La recherche entreprise par Ebaidalla Mahjoub Ebaidalla, professeur adjoint à l’Université de Kassala au Soudan, a permis de conclure que les pays de l’échantillonnage retenu sont loin d’avoir atteint leur niveau potentiel d’échanges commerciaux. « Le rapport entre les échanges commerciaux potentiels et réels connaît une courbe descendante pour la plupart des binomes de pays, indiquant un comblement de l’écart entre les échanges commerciaux potentiels et réels dans le temps. Ces résultats laissent supposer que le processus d’intégration commerciale régionale entre les membres du COMESA n’a pas dégagé de résultats positifs ».

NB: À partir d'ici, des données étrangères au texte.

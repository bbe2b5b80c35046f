//! Surf spot model and related payloads

use chrono::{DateTime, Utc};
use serde::{Deserialize, Serialize};
use uuid::Uuid;

/// Difficulty rating shared by spots and trips
#[derive(Debug, Clone, Copy, PartialEq, Eq, Serialize, Deserialize)]
#[serde(rename_all = "lowercase")]
pub enum DifficultyLevel {
    Beginner,
    Intermediate,
    Advanced,
}

impl DifficultyLevel {
    /// Database representation
    pub fn as_str(&self) -> &'static str {
        match self {
            DifficultyLevel::Beginner => "beginner",
            DifficultyLevel::Intermediate => "intermediate",
            DifficultyLevel::Advanced => "advanced",
        }
    }
}

impl std::str::FromStr for DifficultyLevel {
    type Err = anyhow::Error;

    fn from_str(s: &str) -> Result<Self, Self::Err> {
        match s {
            "beginner" => Ok(DifficultyLevel::Beginner),
            "intermediate" => Ok(DifficultyLevel::Intermediate),
            "advanced" => Ok(DifficultyLevel::Advanced),
            other => Err(anyhow::anyhow!("Unknown difficulty level: {}", other)),
        }
    }
}

/// Surf spot entity
#[derive(Debug, Clone, Serialize, Deserialize)]
pub struct Spot {
    pub id: Uuid,
    pub name: String,
    pub latitude: f64,
    pub longitude: f64,
    pub description: Option<String>,
    pub difficulty: Option<DifficultyLevel>,
    pub created_at: DateTime<Utc>,
}

/// Spot creation payload
#[derive(Debug, Clone, Deserialize)]
pub struct NewSpot {
    pub name: String,
    pub latitude: f64,
    pub longitude: f64,
    pub description: Option<String>,
    pub difficulty: Option<DifficultyLevel>,
}

/// Spot update payload; absent fields are left unchanged
#[derive(Debug, Clone, Default, Deserialize)]
pub struct UpdateSpot {
    pub name: Option<String>,
    pub latitude: Option<f64>,
    pub longitude: Option<f64>,
    pub description: Option<String>,
    pub difficulty: Option<DifficultyLevel>,
}

#[cfg(test)]
mod tests {
    use super::*;

    #[test]
    fn test_difficulty_round_trip() {
        for level in [
            DifficultyLevel::Beginner,
            DifficultyLevel::Intermediate,
            DifficultyLevel::Advanced,
        ] {
            let parsed: DifficultyLevel = level.as_str().parse().unwrap();
            assert_eq!(parsed, level);
        }
        assert!("expert".parse::<DifficultyLevel>().is_err());
    }
}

Sur les huit pays du COMESA évalués et groupés par Mr Ebaidalla, il en ressort que le binome Kenya-Ouganda a réalisé l’intégration commerciale bilatérale la plus réussie de tous les membres du COMESA. Les deux pays partagent une frontière et une langue communes, entre autres similitudes.

Un autre rapport de recherche rédigé par Malcolm Spence, un chargé de recherche au Ministère des affaires de la Communauté de l’Afrique de l’Est en Ouganda, est parvenu à des conclusions identiques concernant le commerce africain intra-régional dans la zone de libre-échange tripartie couvrant 26 pays, avec une population totale combinée de plus de 530 millions de personnes et un PIB par tête estimé à 650 dollars. Les échanges commerciaux sont restés à un niveau désespérément faible dans la région.

Parmi les recommandations politiques émises par les chercheurs, on note le renforcement et la mise en œuvre de politiques intérieures sur le commerce régional, l’investissement dans l’infrastructure des transports de même que l’édification du secteur industriel.